Вот к какому наставнику прикипел Аполлон Григорьев, еще будучи студентом. Он с ним оказался связанным на всю свою недолгую жизнь; начав с незначительного участия в «Москвитянине» в первые послестуденческие месяцы, затем опять же краткосрочно пытаясь сотрудничать в журнале в 1847-м — начале 1848 года, он на шесть последних лет существования «Москвитянина» стал его главным литературным критиком; потом до самой кончины Григорьева не покидала мысль о возможном возобновлении журнала.
Погодин, как бы воплощая будущую мечту Н.Ф. Федорова сохранять все, созданное человечеством, не выбрасывал ни одной бумажки из своего дома, поэтому его громаднейший архив, в целом дошедший до наших дней, включает полторы сотни писем Григорьева к его бывшему профессору, писем, содержащих обширные и уникальные сведения самого различного рода — в книге это собрание будет неоднократно использовано.
Любопытно, что Григорьев оказался довольно чуждым другу Погодина и соратнику того по «Москвитянину» профессору Степану Петровичу Шевыреву. Лекций его Григорьев не слушал (Шевырев читал юристам русскую словесность на первом курсе, а в 1838—1840 годах он находился в Риме), да и позднее не оценил, видимо, не принимая крайней умеренности, консервативной старомодности социальных и эстетических воззрений профессора. Григорьев писал Е.Н. Эдельсону 5 декабря 1857 года: «В былые времена мы уже достаточно срамились общением с разною гнилью, вроде Шевырева». Впрочем, в шестидесятых годах он в противовес легкомысленным нападкам радикалов готов был защищать исторические заслуги Шевырева.

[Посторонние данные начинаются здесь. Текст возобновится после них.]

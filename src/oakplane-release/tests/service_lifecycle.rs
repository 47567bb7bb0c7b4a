mod common;

use common::*;
use oakplane_control_sync::Verb;
use oakplane_core::{
    NodeSpec, Page, Protocol, ReleaseStatus, ResourceKind, Route, Service, ServiceDomain,
    ServiceNode,
};
use oakplane_errors::{Code, ConsistencyError, ControlError};
use oakplane_memory::{Memory, Store, StoreRead};
use oakplane_release::ServiceSwitch;

fn domains(h: &Harness, service_id: &str) -> Vec<String> {
    h.store.domains_of(service_id).unwrap().into_iter().map(|d| d.domain).collect()
}

#[tokio::test]
async fn create_persists_children_and_default_route() {
    let h = harness();
    let service = h
        .plane
        .service_create(service_input("orders", Protocol::HTTP, &["b.example.com", "a.example.com"]))
        .await
        .unwrap();

    assert_eq!(service.release_status, ReleaseStatus::Unpublished);
    assert_eq!(domains(&h, &service.id), vec!["a.example.com", "b.example.com"]);
    assert_eq!(h.store.nodes_of(&service.id).unwrap().len(), 1);

    let routes = h.store.routes_of(&service.id).unwrap();
    assert_eq!(routes.len(), 1);
    assert!(routes[0].is_default());
    assert!(h.registry.calls().is_empty());
}

#[tokio::test]
async fn update_leaves_exactly_the_requested_domains() {
    let h = harness();
    let service = h
        .plane
        .service_create(service_input("orders", Protocol::HTTP, &["a.example.com", "b.example.com"]))
        .await
        .unwrap();
    let kept_id = h
        .store
        .domains_of(&service.id)
        .unwrap()
        .into_iter()
        .find(|d| d.domain == "b.example.com")
        .unwrap()
        .id;

    let mut input = service_input("orders", Protocol::HTTP, &["b.example.com", "c.example.com", "c.example.com"]);
    input.nodes = vec![
        NodeSpec { node_ip: "10.0.0.1".into(), node_port: 8080, node_weight: 40 },
        NodeSpec { node_ip: "10.0.0.2".into(), node_port: 8080, node_weight: 10 },
    ];
    h.plane.service_update(&service.id, input.clone()).await.unwrap();
    let snapshot = (
        h.store.domains_of(&service.id).unwrap(),
        h.store.nodes_of(&service.id).unwrap(),
    );

    assert_eq!(domains(&h, &service.id), vec!["b.example.com", "c.example.com"]);
    assert!(snapshot.0.iter().any(|d| d.id == kept_id));
    assert_eq!(
        snapshot.1.iter().map(|n| (n.node_ip.as_str(), n.node_weight)).collect::<Vec<_>>(),
        vec![("10.0.0.1", 40), ("10.0.0.2", 10)]
    );
    // No stray rows anywhere in the tables.
    assert_eq!(h.store.list::<ServiceDomain>().unwrap().len(), 2);
    assert_eq!(h.store.list::<ServiceNode>().unwrap().len(), 2);

    h.plane.service_update(&service.id, input).await.unwrap();
    assert_eq!(h.store.domains_of(&service.id).unwrap(), snapshot.0);
    assert_eq!(h.store.nodes_of(&service.id).unwrap(), snapshot.1);
}

#[tokio::test]
async fn domains_belong_to_one_service() {
    let h = harness();
    let first = h
        .plane
        .service_create(service_input("first", Protocol::HTTP, &["a.example.com"]))
        .await
        .unwrap();

    let err = unwrap_err(
        h.plane
            .service_create(service_input("second", Protocol::HTTP, &["x.example.com", "a.example.com"]))
            .await,
    );
    assert_eq!(
        err.consistency(),
        Some(&ConsistencyError::ResourceExists {
            kind: ResourceKind::ServiceDomain,
            values: vec!["a.example.com".into()],
        })
    );
    assert_eq!(h.store.list::<Service>().unwrap().len(), 1);

    // The owner may keep its own domain.
    h.plane
        .service_update(&first.id, service_input("first", Protocol::HTTP, &["a.example.com"]))
        .await
        .unwrap();
}

#[tokio::test]
async fn https_release_needs_certificate_coverage() {
    let h = harness();
    let service = h
        .plane
        .service_create(service_input("secure", Protocol::HTTPS, &["a.example.com"]))
        .await
        .unwrap();

    let err = unwrap_err(h.plane.service_release(&service.id).await);
    assert_eq!(
        err.consistency(),
        Some(&ConsistencyError::DomainCertificateMissing { domains: vec!["a.example.com".into()] })
    );
    assert!(h.registry.calls().is_empty());

    h.plane.certificate_create(certificate_input("*.example.com")).await.unwrap();
    h.plane.service_release(&service.id).await.unwrap();

    let stored = h.store.service(&service.id).unwrap().unwrap();
    assert_eq!(stored.release_status, ReleaseStatus::Published);
    let document = h.registry.document(ResourceKind::Service, &service.id).unwrap();
    assert_eq!(document["hosts"], serde_json::json!(["a.example.com"]));
    assert_eq!(document["nodes"][0]["address"], "10.0.0.1:8080");
}

#[tokio::test]
async fn failed_push_on_create_keeps_row_unpublished() {
    let h = harness();
    h.registry.fail_next(1);

    let mut input = service_input("orders", Protocol::HTTP, &["a.example.com"]);
    input.is_release = true;
    let err = unwrap_err(h.plane.service_create(input).await);
    assert_eq!(err.code(), Code::PublishFailure);
    assert!(err.is_retryable());

    let ControlError::Publish { id, .. } = err else { unreachable!() };
    let stored = h.store.service(&id).unwrap().expect("row kept after failed push");
    assert_eq!(stored.release_status, ReleaseStatus::Unpublished);
    assert_eq!(domains(&h, &id), vec!["a.example.com"]);
    assert!(h.registry.is_empty());

    h.plane.service_release(&id).await.unwrap();
    assert_eq!(h.store.service(&id).unwrap().unwrap().release_status, ReleaseStatus::Published);
}

#[tokio::test]
async fn failed_push_on_update_keeps_pending_status() {
    let h = harness();
    let mut input = service_input("orders", Protocol::HTTP, &["a.example.com"]);
    input.is_release = true;
    let service = h.plane.service_create(input.clone()).await.unwrap();
    assert_eq!(service.release_status, ReleaseStatus::Published);

    h.registry.fail_next(1);
    input.domains = vec!["b.example.com".into()];
    assert_eq!(code(h.plane.service_update(&service.id, input).await), Code::PublishFailure);

    let stored = h.store.service(&service.id).unwrap().unwrap();
    assert_eq!(stored.release_status, ReleaseStatus::PendingPublish);
    assert_eq!(domains(&h, &service.id), vec!["b.example.com"]);
    // The registry still serves the previous configuration.
    let document = h.registry.document(ResourceKind::Service, &service.id).unwrap();
    assert_eq!(document["hosts"], serde_json::json!(["a.example.com"]));
}

#[tokio::test]
async fn update_without_release_tracks_pending_changes() {
    let h = harness();
    let service = h
        .plane
        .service_create(service_input("orders", Protocol::HTTP, &["a.example.com"]))
        .await
        .unwrap();

    let updated = h
        .plane
        .service_update(&service.id, service_input("orders-v2", Protocol::HTTP, &["a.example.com"]))
        .await
        .unwrap();
    assert_eq!(updated.release_status, ReleaseStatus::Unpublished);

    h.plane.service_release(&service.id).await.unwrap();
    let updated = h
        .plane
        .service_update(&service.id, service_input("orders-v3", Protocol::HTTP, &["a.example.com"]))
        .await
        .unwrap();
    assert_eq!(updated.release_status, ReleaseStatus::PendingPublish);

    h.plane.service_release(&service.id).await.unwrap();
    assert_eq!(code(h.plane.service_release(&service.id).await), Code::SwitchAlreadyPublished);
}

#[tokio::test]
async fn published_service_must_be_disabled_and_released_before_delete() {
    let h = harness();
    let mut input = service_input("orders", Protocol::HTTP, &["a.example.com"]);
    input.is_release = true;
    let service = h.plane.service_create(input).await.unwrap();

    assert_eq!(code(h.plane.service_delete(&service.id).await), Code::SwitchOnProhibitsOperation);

    let switched = h.plane.service_switch(&service.id, ServiceSwitch::Enable, false).await.unwrap();
    assert_eq!(switched.release_status, ReleaseStatus::PendingPublish);
    assert_eq!(code(h.plane.service_delete(&service.id).await), Code::ToReleaseProhibitsOperation);

    h.plane.service_release(&service.id).await.unwrap();
    h.plane.service_delete(&service.id).await.unwrap();

    assert!(h.store.service(&service.id).unwrap().is_none());
    assert!(h.store.list::<ServiceDomain>().unwrap().is_empty());
    assert!(h.store.list::<ServiceNode>().unwrap().is_empty());
    assert!(h.store.list::<Route>().unwrap().is_empty());
    assert!(!h.registry.contains(ResourceKind::Service, &service.id));
}

#[tokio::test]
async fn registry_failure_aborts_delete() {
    let h = harness();
    let mut input = service_input("orders", Protocol::HTTP, &["a.example.com"]);
    input.is_release = true;
    let service = h.plane.service_create(input).await.unwrap();
    h.plane.service_switch(&service.id, ServiceSwitch::Enable, false).await.unwrap();
    h.plane.service_release(&service.id).await.unwrap();

    h.registry.fail_next(1);
    assert_eq!(code(h.plane.service_delete(&service.id).await), Code::PublishFailure);
    assert!(h.store.service(&service.id).unwrap().is_some());
    assert!(h.registry.contains(ResourceKind::Service, &service.id));
}

#[tokio::test]
async fn store_failure_after_registry_delete_repushes_configuration() {
    let h = harness();
    let mut input = service_input("orders", Protocol::HTTP, &["a.example.com"]);
    input.is_release = true;
    input.is_enable = false;
    let service = h.plane.service_create(input).await.unwrap();
    let before = h.registry.document(ResourceKind::Service, &service.id).unwrap();

    h.store.memory().fail_next_commits(1);
    let err = unwrap_err(h.plane.service_delete(&service.id).await);
    assert_eq!(err.code(), Code::StoreFailure);

    assert!(h.store.service(&service.id).unwrap().is_some());
    assert_eq!(h.registry.document(ResourceKind::Service, &service.id), Some(before));
    let verbs: Vec<Verb> = h
        .registry
        .calls()
        .into_iter()
        .filter(|c| c.kind == ResourceKind::Service)
        .map(|c| c.verb)
        .collect();
    assert_eq!(verbs, vec![Verb::Put, Verb::Delete, Verb::Put]);
}

#[tokio::test]
async fn released_routes_block_service_delete() {
    let h = harness();
    let service = h
        .plane
        .service_create(service_input("orders", Protocol::HTTP, &["a.example.com"]))
        .await
        .unwrap();
    let mut route = route_input("/v1/orders");
    route.is_release = true;
    let route = h.plane.route_create(&service.id, route).await.unwrap();

    let err = unwrap_err(h.plane.service_delete(&service.id).await);
    assert_eq!(
        err.consistency(),
        Some(&ConsistencyError::DependencyExists {
            kind: ResourceKind::Service,
            dependent: ResourceKind::Route,
            ids: vec![route.id.clone()],
        })
    );

    h.plane.route_switch_enable(&route.id, false).await.unwrap();
    h.plane.route_release(&route.id).await.unwrap();
    h.plane.route_delete(&route.id).await.unwrap();
    h.plane.service_delete(&service.id).await.unwrap();
}

#[tokio::test]
async fn switches_reject_no_op_changes() {
    let h = harness();
    let service = h
        .plane
        .service_create(service_input("orders", Protocol::HTTP, &["a.example.com"]))
        .await
        .unwrap();

    assert_eq!(
        code(h.plane.service_switch(&service.id, ServiceSwitch::WebSocket, false).await),
        Code::SwitchNoChange
    );
    let switched = h.plane.service_switch(&service.id, ServiceSwitch::HealthCheck, true).await.unwrap();
    assert!(switched.health_check);
    assert_eq!(code(h.plane.service_switch("svc_missing", ServiceSwitch::Enable, true).await), Code::ResourceNull);
}

#[tokio::test]
async fn list_searches_names_and_domains() {
    let h = harness();
    for (name, domain) in [("orders", "orders.example.com"), ("billing", "pay.example.com"), ("users", "users.example.org")] {
        h.plane.service_create(service_input(name, Protocol::HTTP, &[domain])).await.unwrap();
    }

    let all = h.plane.service_list(None, Page::default()).unwrap();
    assert_eq!(all.total, 3);

    let hits = h.plane.service_list(Some("PAY."), Page::default()).unwrap();
    assert_eq!(hits.total, 1);
    assert_eq!(hits.items[0].service.name, "billing");
    assert_eq!(hits.items[0].domains, vec!["pay.example.com"]);

    let paged = h.plane.service_list(Some("example"), Page::new(2, 1)).unwrap();
    assert_eq!((paged.total, paged.items.len()), (3, 1));
}

#[tokio::test]
async fn lmdb_backed_plane_round_trips_a_release() {
    let dir = tempfile::tempdir().unwrap();
    let h = harness_with(Store::new(Memory::open_lmdb(dir.path().join("store")).unwrap()));

    let mut input = service_input("orders", Protocol::HTTP, &["a.example.com"]);
    input.is_release = true;
    let service = h.plane.service_create(input).await.unwrap();

    let info = h.plane.service_info(&service.id).unwrap();
    assert_eq!(info.service.release_status, ReleaseStatus::Published);
    assert_eq!(info.domains, vec!["a.example.com"]);
    assert!(h.registry.contains(ResourceKind::Service, &service.id));
}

Талантливый Григорьев уже на первом курсе университета был замечен преподавателями. По какому-то предмету он к семестровому (полугодовому) зачету подал сочинение на французском языке. Преподаватель не поверил, что такое серьезное исследование, да еще по-французски, мог написать юный студент. Не поверил и попечитель, граф С.Г. Строганов. Вызвал Григорьева и начал с ним говорить по-французски. Убедился, что тот сам писал. И заключил беседу: «Вы заставляете слишком много говорить о себе, вам надо стушеваться». Граф невольно, даже, наверное, не задумываясь, высказал пожелание, типичное для всех деспотических режимов: сиди тихо, не высовывайся, жди, когда тебя за угодливость и старательность наградят начальники…
Однако Григорьев невольно же становился одной из центральных фигур на курсе, да и шире, в университете вообще: слишком ярок был и талантлив, да еще с каким-то романтическим ореолом: «…юноша с профилем, напоминавшим профиль Шиллера, с голубыми глазами и с какой-то тонко разлитой по всему лицу его восторженностью или меланхолией», — вспоминал Я.П. Полонский. Очень быстро вокруг него образовались философский и поэтический кружки. Под влиянием лекций профессоров Редкина и Крылова, постоянно ссылавшихся на Гегеля, Аполлон серьезно занялся философской литературой современности, в первую очередь, конечно, трудами Гегеля. Так характеризовал Григорьев свою альма-матер в более поздних воспоминаниях: «…университет таинственного гегелизма, с тяжелыми его формами и стремительной, рвущейся неодолимо вперед силой». Тогда на русский и на французский языки Гегеля только начинали отрывочно переводить, и желающему по–настоящему штудировать его грандиозное по объему, а не только по содержанию, учение нужно было хорошо знать немецкий. Здесь тоже блестяще проявились способности Григорьева — он самостоятельно сел за незнакомый язык, в основном изучая именно философские книги; первое время часто обращался к Фету, хорошему знатоку (у него ведь мать немка, да и учился он в немецкой школе), а через полгода читал Гегеля почти без справок и спотыканий.